### TO DO:
In the entries below, find every line with the string "ServiceRequest" and copy it.

Records from a data collection
+-------+

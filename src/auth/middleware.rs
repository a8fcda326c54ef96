use std::{
    future::{ready, Ready},
    rc::Rc,
};

use actix_web::{
    body::EitherBody,
    dev::{forward_ready, Service, ServiceRequest, ServiceResponse, Transform},
    http::header::AUTHORIZATION,
    web, Error, FromRequest, HttpMessage, HttpRequest,
};
use futures::future::LocalBoxFuture;

use crate::{
    auth::{Claims, JwtService},
    errors::AppError,
};

/// Cookie the web client stores its access token in.
pub const ACCESS_TOKEN_COOKIE: &str = "accessToken";

/// Rejects requests without a valid access token and stores the token's
/// claims in the request extensions.
pub struct AuthMiddleware;

impl<S, B> Transform<S, ServiceRequest> for AuthMiddleware
where
    S: Service<ServiceRequest, Response = ServiceResponse<B>, Error = Error> + 'static,
    S::Future: 'static,
    B: 'static,
{
    type Response = ServiceResponse<EitherBody<B>>;
    type Error = Error;
    type InitError = ();
    type Transform = AuthMiddlewareService<S>;
    type Future = Ready<Result<Self::Transform, Self::InitError>>;

    fn new_transform(&self, service: S) -> Self::Future {
        ready(Ok(AuthMiddlewareService {
            service: Rc::new(service),
        }))
    }
}

pub struct AuthMiddlewareService<S> {
    service: Rc<S>,
}

impl<S, B> Service<ServiceRequest> for AuthMiddlewareService<S>
where
    S: Service<ServiceRequest, Response = ServiceResponse<B>, Error = Error> + 'static,
    S::Future: 'static,
    B: 'static,
{
    type Response = ServiceResponse<EitherBody<B>>;
    type Error = Error;
    type Future = LocalBoxFuture<'static, Result<Self::Response, Self::Error>>;

    forward_ready!(service);

    fn call(&self, req: ServiceRequest) -> Self::Future {
        let service = Rc::clone(&self.service);

        Box::pin(async move {
            let claims = match authenticate(&req) {
                Ok(claims) => claims,
                Err(err) => {
                    log::debug!("Rejected {} {}: {}", req.method(), req.path(), err);
                    let (req, _payload) = req.into_parts();
                    let response = actix_web::HttpResponse::from_error(err).map_into_right_body();
                    return Ok(ServiceResponse::new(req, response));
                }
            };

            req.extensions_mut().insert(claims);

            let res = service.call(req).await?;
            Ok(res.map_into_left_body())
        })
    }
}

fn authenticate(req: &ServiceRequest) -> Result<Claims, AppError> {
    let jwt_service = req
        .app_data::<web::Data<JwtService>>()
        .ok_or_else(|| AppError::InternalError("JWT service not configured".to_string()))?;

    let token = bearer_token(req)
        .or_else(|| req.cookie(ACCESS_TOKEN_COOKIE).map(|c| c.value().to_string()))
        .ok_or_else(|| AppError::Unauthorized("Unauthorized request".to_string()))?;

    jwt_service.validate_token(&token)
}

fn bearer_token(req: &ServiceRequest) -> Option<String> {
    req.headers()
        .get(AUTHORIZATION)
        .and_then(|h| h.to_str().ok())
        .and_then(|h| h.strip_prefix("Bearer "))
        .map(|t| t.trim().to_string())
        .filter(|t| !t.is_empty())
}

// Extractor for authenticated user in handlers
pub struct AuthenticatedUser(pub Claims);

impl FromRequest for AuthenticatedUser {
    type Error = AppError;
    type Future = Ready<Result<Self, Self::Error>>;

    fn from_request(req: &HttpRequest, _payload: &mut actix_web::dev::Payload) -> Self::Future {
        let claims = req
            .extensions()
            .get::<Claims>()
            .cloned()
            .ok_or_else(|| AppError::Unauthorized("Not authenticated".to_string()));

        ready(claims.map(AuthenticatedUser))
    }
}

#[cfg(test)]
mod tests {
    use super::*;
    use crate::{
        config::Config,
        test_utils::fixtures::{access_token, test_claims},
    };
    use actix_web::{cookie::Cookie, get, http::StatusCode, test, App, HttpResponse};

    #[get("/whoami")]
    async fn whoami(user: AuthenticatedUser) -> HttpResponse {
        HttpResponse::Ok().body(user.0.sub)
    }

    fn jwt() -> JwtService {
        JwtService::new(&Config::test_config().jwt_secret)
    }

    fn token_for(subject: &str, email: &str) -> String {
        access_token(&Config::test_config().jwt_secret, &test_claims(subject, email, 1))
    }

    #[actix_web::test]
    async fn missing_token_is_unauthorized() {
        let app = test::init_service(
            App::new()
                .app_data(web::Data::new(jwt()))
                .service(web::scope("").wrap(AuthMiddleware).service(whoami)),
        )
        .await;

        let req = test::TestRequest::get().uri("/whoami").to_request();
        let resp = test::call_service(&app, req).await;
        assert_eq!(resp.status(), StatusCode::UNAUTHORIZED);
    }

    #[actix_web::test]
    async fn bearer_token_is_accepted() {
        let token = token_for("learner-7", "l7@example.com");
        let app = test::init_service(
            App::new()
                .app_data(web::Data::new(jwt()))
                .service(web::scope("").wrap(AuthMiddleware).service(whoami)),
        )
        .await;

        let req = test::TestRequest::get()
            .uri("/whoami")
            .insert_header((AUTHORIZATION, format!("Bearer {}", token)))
            .to_request();
        let body = test::call_and_read_body(&app, req).await;
        assert_eq!(body, web::Bytes::from_static(b"learner-7"));
    }

    #[actix_web::test]
    async fn cookie_token_is_accepted() {
        let token = token_for("learner-8", "");
        let app = test::init_service(
            App::new()
                .app_data(web::Data::new(jwt()))
                .service(web::scope("").wrap(AuthMiddleware).service(whoami)),
        )
        .await;

        let req = test::TestRequest::get()
            .uri("/whoami")
            .cookie(Cookie::new(ACCESS_TOKEN_COOKIE, token))
            .to_request();
        let resp = test::call_service(&app, req).await;
        assert_eq!(resp.status(), StatusCode::OK);
    }

    #[actix_web::test]
    async fn tampered_token_is_unauthorized() {
        let app = test::init_service(
            App::new()
                .app_data(web::Data::new(jwt()))
                .service(web::scope("").wrap(AuthMiddleware).service(whoami)),
        )
        .await;

        let req = test::TestRequest::get()
            .uri("/whoami")
            .insert_header((AUTHORIZATION, "Bearer not.a.token"))
            .to_request();
        let resp = test::call_service(&app, req).await;
        assert_eq!(resp.status(), StatusCode::UNAUTHORIZED);
    }
}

+-------+

### EXERCISE SOLUTION:
    dev::{forward_ready, Service, ServiceRequest, ServiceResponse, Transform},
impl<S, B> Transform<S, ServiceRequest> for AuthMiddleware
    S: Service<ServiceRequest, Response = ServiceResponse<B>, Error = Error> + 'static,
impl<S, B> Service<ServiceRequest> for AuthMiddlewareService<S>
    S: Service<ServiceRequest, Response = ServiceResponse<B>, Error = Error> + 'static,
    fn call(&self, req: ServiceRequest) -> Self::Future {
fn authenticate(req: &ServiceRequest) -> Result<Claims, AppError> {
fn bearer_token(req: &ServiceRequest) -> Option<String> {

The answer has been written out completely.